Comment 2 Alberto Ferrante 2017-02-25 10:42:40 UTC
Layer masks
Comment 3 Michael Natterer 2017-02-25 20:30:36 UTC
Thanks, can you attach a small image where this happens, with instructions
how to reproduce? I can't make that halo happen here.
Comment 4 Ell 2017-02-26 13:27:17 UTC
This issue is not directly related to Gaussian blur, or to layer masks per se, but to the conversion of low-precision linear light values to gamma corrected values.  Since the linear->gamma curve is very sparse at the low end, any loss of precision would create banding at the low-value range when converting to perceptual.

I'm guessing that Alberto is using an 8-bit perceptual image, which is why the issue doesn't happen with layer content, and is seeing the banding when showing the mask, rather than applying it to the layer, since masks are always linear.  Note that the linear->gamma conversion doesn't happen when using the mask for compositing, so this issue isn't *that* critical.

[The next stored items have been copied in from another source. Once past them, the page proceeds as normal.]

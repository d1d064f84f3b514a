//! Helper combinators used alongside curried callables.
//!
//! - [`identity`]: The unit of composition (I combinator)
//! - [`fix`]: Ties the knot for closures that need to call themselves
//! - [`Placeholder`] / [`__`]: The hole marker understood by [`partial!`](crate::partial)

/// Returns the value unchanged.
///
/// The identity function is the unit element of function composition:
/// - `compose(curry(identity), f)` behaves like `f`
/// - `compose(f, curry(identity))` behaves like `f`
///
/// # Examples
///
/// ```
/// use functoid::compose::{compose, curry, identity};
///
/// fn double(x: i32) -> i32 { x * 2 }
///
/// let composed = compose(curry(identity), curry(double));
/// assert_eq!(composed.call(5), double(5));
/// ```
#[inline]
pub fn identity<T>(value: T) -> T {
    value
}

/// Builds a recursive function from a closure that receives itself.
///
/// `function` is called with a handle to the resulting function and the
/// current argument. Calling the handle recurses.
///
/// # Examples
///
/// ```
/// use functoid::compose::fix;
///
/// let factorial = fix(|recurse: &dyn Fn(u64) -> u64, n: u64| {
///     if n <= 1 { 1 } else { n * recurse(n - 1) }
/// });
/// assert_eq!(factorial(10), 3_628_800);
/// ```
pub fn fix<Argument, Return, Function>(function: Function) -> impl Fn(Argument) -> Return
where
    Function: Fn(&dyn Fn(Argument) -> Return, Argument) -> Return,
{
    fn unroll<Argument, Return, Function>(function: &Function, argument: Argument) -> Return
    where
        Function: Fn(&dyn Fn(Argument) -> Return, Argument) -> Return,
    {
        function(&|next| unroll(function, next), argument)
    }

    move |argument| unroll(&function, argument)
}

/// Marker for an open argument slot in partial application.
///
/// The [`partial!`](crate::partial) macro matches `__` as a literal token and
/// leaves that parameter for a later call. Each hole widens the slot at which
/// the next real argument is bound by [`Placeholder::width`].
///
/// # Examples
///
/// ```
/// use functoid::{compose::curry, partial};
///
/// fn subtract(minuend: i32, subtrahend: i32) -> i32 { minuend - subtrahend }
///
/// let minus_ten = partial!(curry(subtract), __, 10);
/// assert_eq!(minus_ten.apply(3).force(), &-7);
/// ```
#[derive(Clone, Copy, Debug, PartialEq, Eq, Hash, Default)]
pub struct Placeholder;

impl Placeholder {
    /// Number of argument slots a placeholder keeps open.
    #[inline]
    #[must_use]
    pub const fn width(self) -> usize {
        1
    }
}

/// The placeholder constant.
///
/// Write `__` directly inside [`partial!`](crate::partial); the macro matches
/// it as a literal token, so importing it is not required.
///
/// Note: This is named `__` (double underscore) because Rust's `macro_rules!`
/// cannot match a single underscore `_` as a literal token.
#[allow(non_upper_case_globals)]
pub const __: Placeholder = Placeholder;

OT, but I'm much more concerned of what's going to happen when we switch normal mode to linear compositing by default, which will make low-precision alpha channels very problematic for similar reasons (to see this, in an 8-bit image, create an empty layer over a black background, and fill some of its area with white; apply a large blur, and switch the layer composite space to linear.)
Comment 5 Elle Stone 2017-02-26 14:27:22 UTC
Are you saying that alpha channels, including masks on layers, are only stored using 8-bit precision, even if the image itself is at 32f? Where is the code is this set?
Comment 6 Ell 2017-02-26 14:51:22 UTC
I never said that :)
Comment 7 Øyvind Kolås (pippin) 2017-02-27 19:03:25 UTC
*** Bug 777612 has been marked as a duplicate of this bug. ***
Comment 8 Alberto Ferrante 2017-02-28 12:46:03 UTC
Created attachment 346901 [details]
Test file

Here is an xcf file in which I have experienced the problem (which does not appear in all files, even though I could not find any specific reason as it appears with 8 and 16 bit files, both grayscale and color).

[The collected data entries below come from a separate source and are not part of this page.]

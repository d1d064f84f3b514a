//! Curried callables with placeholder-aware partial application.
//!
//! [`Curried<F, Arguments>`] wraps a function `F` together with the tuple of
//! parameter types it still expects. Binding an argument never runs the
//! function; it produces a new curried callable of smaller arity whose
//! producer is a [`Bound`] wrapper. Binding the last argument produces a
//! [`Suspension`], so a fully applied call is memoized and runs at most once.
//!
//! # Examples
//!
//! ```rust
//! use functoid::compose::curry;
//!
//! fn weighted(x1: i32, x2: i32, x3: i32) -> i32 { x1 + 2 * x2 + 3 * x3 }
//!
//! let curried = curry(weighted);
//! assert_eq!(curried.arity(), 3);
//!
//! let result = curried.apply(1).apply(2).apply(3);
//! assert_eq!(*result.force(), weighted(1, 2, 3));
//! ```
//!
//! # Binding Positions
//!
//! [`Bind<SLOT>`] binds the `SLOT`-th remaining parameter and keeps the
//! others in their original order. This is what the [`partial!`](crate::partial)
//! macro expands to: a placeholder skips a slot, a value binds at the current
//! slot.
//!
//! ```rust
//! use functoid::compose::{Bind, curry};
//!
//! fn triple(a: &'static str, b: &'static str, c: &'static str) -> String {
//!     format!("{a}{b}{c}")
//! }
//!
//! let middle_bound = Bind::<1>::bind(&curry(triple), "b");
//! assert_eq!(middle_bound.call("a", "c"), "abc");
//! ```
//!
//! # Eager Calls
//!
//! [`Curried::eager`] turns a callable into an ordinary function of the same
//! arity. A call with the wrong number of arguments is rejected by the
//! compiler rather than at runtime:
//!
//! ```compile_fail
//! use functoid::compose::curry;
//!
//! let add = curry(|first: i32, second: i32| first + second).eager();
//! let _ = add(1);
//! ```

use std::fmt;
use std::marker::PhantomData;

use super::callable::{ArgumentList, Callable, UniformArguments};
use crate::control::Suspension;
use crate::error::FunctoidError;
use crate::shared::ReferenceCounter;

/// A function of statically known arity supporting partial application.
///
/// Cloning is O(1): the wrapped function is shared, and every partial
/// application captures its new argument by value in a fresh wrapper, so no
/// state is shared between a callable and the callables derived from it.
///
/// # Type Parameters
///
/// * `F` - The wrapped function
/// * `Arguments` - The tuple of parameter types still expected
pub struct Curried<F, Arguments> {
    function: ReferenceCounter<F>,
    arguments: PhantomData<fn(Arguments)>,
}

/// Creates a curried callable, inferring the arity from `function`.
///
/// # Examples
///
/// ```rust
/// use functoid::compose::curry;
///
/// let add = curry(|first: i32, second: i32| first + second);
/// assert_eq!(add.call(2, 3), 5);
/// assert_eq!(*add.apply(2).apply(3).force(), 5);
/// ```
#[inline]
pub fn curry<F, Arguments>(function: F) -> Curried<F, Arguments>
where
    F: Callable<Arguments>,
{
    Curried::new(function)
}

impl<F, Arguments> Curried<F, Arguments> {
    /// Wraps `function` as a curried callable expecting `Arguments`.
    #[inline]
    pub fn new(function: F) -> Self {
        Self::from_shared(ReferenceCounter::new(function))
    }

    #[inline]
    pub(crate) const fn from_shared(function: ReferenceCounter<F>) -> Self {
        Self {
            function,
            arguments: PhantomData,
        }
    }

    pub(crate) fn into_shared(self) -> ReferenceCounter<F> {
        self.function
    }

    /// Returns the number of parameters still expected.
    #[inline]
    pub fn arity(&self) -> usize
    where
        Arguments: ArgumentList,
    {
        Arguments::ARITY
    }

    /// Calls the function with arguments taken from a runtime slice.
    ///
    /// This is the only calling path whose argument count is checked at
    /// runtime; [`call`](Curried::call), [`eager`](Curried::eager) and
    /// [`boxed`](Curried::boxed) reject a wrong count at compile time.
    ///
    /// # Errors
    ///
    /// Returns [`FunctoidError::ArityMismatch`] if `arguments.len()` differs
    /// from the remaining arity.
    ///
    /// # Examples
    ///
    /// ```rust
    /// use functoid::compose::curry;
    /// use functoid::error::FunctoidError;
    ///
    /// let sum = curry(|a: i32, b: i32, c: i32| a + b + c);
    /// assert_eq!(sum.call_slice(&[1, 2, 3]), Ok(6));
    /// assert_eq!(
    ///     sum.call_slice(&[1, 2]),
    ///     Err(FunctoidError::ArityMismatch { expected: 3, supplied: 2 })
    /// );
    /// ```
    pub fn call_slice<Argument>(&self, arguments: &[Argument]) -> Result<F::Output, FunctoidError>
    where
        F: Callable<Arguments>,
        Arguments: UniformArguments<Argument>,
    {
        Arguments::from_slice(arguments)
            .map(|tuple| Callable::invoke(&*self.function, tuple))
            .ok_or(FunctoidError::ArityMismatch {
                expected: Arguments::ARITY,
                supplied: arguments.len(),
            })
    }

    /// Returns whether both callables share the same wrapped function.
    #[inline]
    pub fn ptr_eq(&self, other: &Self) -> bool {
        ReferenceCounter::ptr_eq(&self.function, &other.function)
    }

    fn bound<V, const SLOT: usize>(&self, value: V) -> Bound<F, V, SLOT> {
        Bound {
            function: ReferenceCounter::clone(&self.function),
            value,
        }
    }
}

impl<F, Arguments> Clone for Curried<F, Arguments> {
    #[inline]
    fn clone(&self) -> Self {
        Self::from_shared(ReferenceCounter::clone(&self.function))
    }
}

impl<F, Arguments: ArgumentList> fmt::Debug for Curried<F, Arguments> {
    fn fmt(&self, formatter: &mut fmt::Formatter<'_>) -> fmt::Result {
        formatter
            .debug_struct("Curried")
            .field("arity", &Arguments::ARITY)
            .finish_non_exhaustive()
    }
}

impl<F, Arguments> Callable<Arguments> for Curried<F, Arguments>
where
    F: Callable<Arguments>,
{
    type Output = F::Output;

    #[inline]
    fn invoke(&self, arguments: Arguments) -> Self::Output {
        Callable::invoke(&*self.function, arguments)
    }
}

// =============================================================================
// Bound: a function with one argument fixed at a given slot
// =============================================================================

/// A function with the argument at position `SLOT` fixed to `value`.
///
/// Calling a `Bound` with the remaining arguments inserts a clone of the
/// stored value at `SLOT` and calls the wrapped function.
pub struct Bound<F, V, const SLOT: usize> {
    function: ReferenceCounter<F>,
    value: V,
}

impl<F, V: Clone, const SLOT: usize> Clone for Bound<F, V, SLOT> {
    #[inline]
    fn clone(&self) -> Self {
        Self {
            function: ReferenceCounter::clone(&self.function),
            value: self.value.clone(),
        }
    }
}

impl<F, V: fmt::Debug, const SLOT: usize> fmt::Debug for Bound<F, V, SLOT> {
    fn fmt(&self, formatter: &mut fmt::Formatter<'_>) -> fmt::Result {
        formatter
            .debug_struct("Bound")
            .field("slot", &SLOT)
            .field("value", &self.value)
            .finish_non_exhaustive()
    }
}

macro_rules! impl_bound_callable {
    ($slot:literal; [$($before:ident $before_argument:ident),*]; [$($after:ident $after_argument:ident),*]) => {
        impl<Function, Value, $($before,)* $($after),*> Callable<($($before,)* $($after,)*)>
            for Bound<Function, Value, $slot>
        where
            Function: Callable<($($before,)* Value, $($after,)*)>,
            Value: Clone,
        {
            type Output = Function::Output;

            #[inline]
            fn invoke(
                &self,
                ($($before_argument,)* $($after_argument,)*): ($($before,)* $($after,)*),
            ) -> Self::Output {
                Callable::invoke(
                    &*self.function,
                    ($($before_argument,)* self.value.clone(), $($after_argument,)*),
                )
            }
        }
    };
}

// Underlying arity 1
impl_bound_callable!(0; []; []);
// Underlying arity 2
impl_bound_callable!(0; []; [A2 a2]);
impl_bound_callable!(1; [A1 a1]; []);
// Underlying arity 3
impl_bound_callable!(0; []; [A2 a2, A3 a3]);
impl_bound_callable!(1; [A1 a1]; [A3 a3]);
impl_bound_callable!(2; [A1 a1, A2 a2]; []);
// Underlying arity 4
impl_bound_callable!(0; []; [A2 a2, A3 a3, A4 a4]);
impl_bound_callable!(1; [A1 a1]; [A3 a3, A4 a4]);
impl_bound_callable!(2; [A1 a1, A2 a2]; [A4 a4]);
impl_bound_callable!(3; [A1 a1, A2 a2, A3 a3]; []);
// Underlying arity 5
impl_bound_callable!(0; []; [A2 a2, A3 a3, A4 a4, A5 a5]);
impl_bound_callable!(1; [A1 a1]; [A3 a3, A4 a4, A5 a5]);
impl_bound_callable!(2; [A1 a1, A2 a2]; [A4 a4, A5 a5]);
impl_bound_callable!(3; [A1 a1, A2 a2, A3 a3]; [A5 a5]);
impl_bound_callable!(4; [A1 a1, A2 a2, A3 a3, A4 a4]; []);
// Underlying arity 6
impl_bound_callable!(0; []; [A2 a2, A3 a3, A4 a4, A5 a5, A6 a6]);
impl_bound_callable!(1; [A1 a1]; [A3 a3, A4 a4, A5 a5, A6 a6]);
impl_bound_callable!(2; [A1 a1, A2 a2]; [A4 a4, A5 a5, A6 a6]);
impl_bound_callable!(3; [A1 a1, A2 a2, A3 a3]; [A5 a5, A6 a6]);
impl_bound_callable!(4; [A1 a1, A2 a2, A3 a3, A4 a4]; [A6 a6]);
impl_bound_callable!(5; [A1 a1, A2 a2, A3 a3, A4 a4, A5 a5]; []);

// =============================================================================
// Bind: positional partial application
// =============================================================================

/// Binds the `SLOT`-th remaining parameter of a curried callable.
///
/// The result expects the other parameters in their original order. Binding
/// the only remaining parameter yields a [`Suspension`].
///
/// Binding a slot at or past the remaining arity does not compile.
///
/// ```compile_fail
/// use functoid::compose::{Bind, curry};
///
/// fn add(first: i32, second: i32) -> i32 { first + second }
///
/// let _ = Bind::<2>::bind(&curry(add), 1);
/// ```
pub trait Bind<const SLOT: usize> {
    /// The type of the parameter being bound.
    type Value;
    /// The callable left after binding.
    type Output;

    /// Fixes the parameter at `SLOT` to `value`.
    fn bind(&self, value: Self::Value) -> Self::Output;
}

impl<Function, A1> Bind<0> for Curried<Function, (A1,)>
where
    Function: Callable<(A1,)>,
    A1: Clone,
{
    type Value = A1;
    type Output = Suspension<Function::Output, Bound<Function, A1, 0>>;

    #[inline]
    fn bind(&self, value: A1) -> Self::Output {
        Suspension::new(self.bound(value))
    }
}

macro_rules! impl_bind {
    ($slot:literal; ($($parameter:ident),+); $value:ident; ($($remaining:ident),*)) => {
        impl<Function, $($parameter),+> Bind<$slot> for Curried<Function, ($($parameter,)+)>
        where
            Function: Callable<($($parameter,)+)>,
            $value: Clone,
        {
            type Value = $value;
            type Output = Curried<Bound<Function, $value, $slot>, ($($remaining,)*)>;

            #[inline]
            fn bind(&self, value: $value) -> Self::Output {
                Curried::new(self.bound(value))
            }
        }
    };
}

impl_bind!(0; (A1, A2); A1; (A2));
impl_bind!(1; (A1, A2); A2; (A1));

impl_bind!(0; (A1, A2, A3); A1; (A2, A3));
impl_bind!(1; (A1, A2, A3); A2; (A1, A3));
impl_bind!(2; (A1, A2, A3); A3; (A1, A2));

impl_bind!(0; (A1, A2, A3, A4); A1; (A2, A3, A4));
impl_bind!(1; (A1, A2, A3, A4); A2; (A1, A3, A4));
impl_bind!(2; (A1, A2, A3, A4); A3; (A1, A2, A4));
impl_bind!(3; (A1, A2, A3, A4); A4; (A1, A2, A3));

impl_bind!(0; (A1, A2, A3, A4, A5); A1; (A2, A3, A4, A5));
impl_bind!(1; (A1, A2, A3, A4, A5); A2; (A1, A3, A4, A5));
impl_bind!(2; (A1, A2, A3, A4, A5); A3; (A1, A2, A4, A5));
impl_bind!(3; (A1, A2, A3, A4, A5); A4; (A1, A2, A3, A5));
impl_bind!(4; (A1, A2, A3, A4, A5); A5; (A1, A2, A3, A4));

impl_bind!(0; (A1, A2, A3, A4, A5, A6); A1; (A2, A3, A4, A5, A6));
impl_bind!(1; (A1, A2, A3, A4, A5, A6); A2; (A1, A3, A4, A5, A6));
impl_bind!(2; (A1, A2, A3, A4, A5, A6); A3; (A1, A2, A4, A5, A6));
impl_bind!(3; (A1, A2, A3, A4, A5, A6); A4; (A1, A2, A3, A5, A6));
impl_bind!(4; (A1, A2, A3, A4, A5, A6); A5; (A1, A2, A3, A4, A6));
impl_bind!(5; (A1, A2, A3, A4, A5, A6); A6; (A1, A2, A3, A4, A5));

// =============================================================================
// Per-arity calling conventions
// =============================================================================

impl<Function, Return> Curried<Function, ()>
where
    Function: Callable<(), Output = Return>,
{
    /// Calls the wrapped function directly, without memoization.
    #[inline]
    pub fn call(&self) -> Return {
        Callable::invoke(&*self.function, ())
    }

    /// Turns the nullary callable into a memoized [`Suspension`].
    ///
    /// # Examples
    ///
    /// ```rust
    /// use functoid::compose::curry;
    ///
    /// let answer = curry(|| 42).suspend();
    /// assert_eq!(*answer.force(), 42);
    /// ```
    #[inline]
    pub fn suspend(self) -> Suspension<Return, Self> {
        Suspension::new(self)
    }
}

macro_rules! impl_curried_arity {
    ($first:ident $first_argument:ident $(, $parameter:ident $argument:ident)*) => {
        impl<Function, Return, $first, $($parameter),*> Curried<Function, ($first, $($parameter,)*)>
        where
            Function: Callable<($first, $($parameter,)*), Output = Return>,
        {
            /// Calls the wrapped function with every remaining argument.
            ///
            /// No memoization takes place; each call runs the function.
            #[inline]
            pub fn call(&self, $first_argument: $first, $($argument: $parameter),*) -> Return {
                Callable::invoke(&*self.function, ($first_argument, $($argument,)*))
            }

            /// Binds the first remaining parameter.
            ///
            /// Equivalent to [`Bind::<0>::bind`](Bind::bind). The result has
            /// one parameter fewer, or is a [`Suspension`] when this was the
            /// last one.
            #[inline]
            pub fn apply(&self, $first_argument: $first) -> <Self as Bind<0>>::Output
            where
                Self: Bind<0, Value = $first>,
            {
                Bind::<0>::bind(self, $first_argument)
            }

            /// Converts into a plain function that runs on every call.
            ///
            /// The argument count is part of the returned type, so calling it
            /// with the wrong number of arguments does not compile.
            #[inline]
            pub fn eager(self) -> impl Fn($first, $($parameter),*) -> Return {
                move |$first_argument: $first, $($argument: $parameter),*| {
                    Callable::invoke(&*self.function, ($first_argument, $($argument,)*))
                }
            }

            /// Converts into a type-erased boxed function.
            ///
            /// Calls go through dynamic dispatch; intended for API boundaries
            /// that need one concrete function type.
            #[inline]
            pub fn boxed(self) -> Box<dyn Fn($first, $($parameter),*) -> Return>
            where
                Self: 'static,
            {
                Box::new(move |$first_argument: $first, $($argument: $parameter),*| {
                    Callable::invoke(&*self.function, ($first_argument, $($argument,)*))
                })
            }
        }
    };
}

impl_curried_arity!(A1 a1);
impl_curried_arity!(A1 a1, A2 a2);
impl_curried_arity!(A1 a1, A2 a2, A3 a3);
impl_curried_arity!(A1 a1, A2 a2, A3 a3, A4 a4);
impl_curried_arity!(A1 a1, A2 a2, A3 a3, A4 a4, A5 a5);
impl_curried_arity!(A1 a1, A2 a2, A3 a3, A4 a4, A5 a5, A6 a6);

To reproduce the problem: add a new layer, add a black layer mask, paint in white, apply gaussian blur. The problem is not visible in the preview, but it is visible once the filter is applied.
Comment 9 GNOME Infrastructure Team 2018-05-24 17:28:34 UTC
-- GitLab Migration Automatic Message --

This bug has been migrated to GNOME's GitLab instance and has been closed from further activity.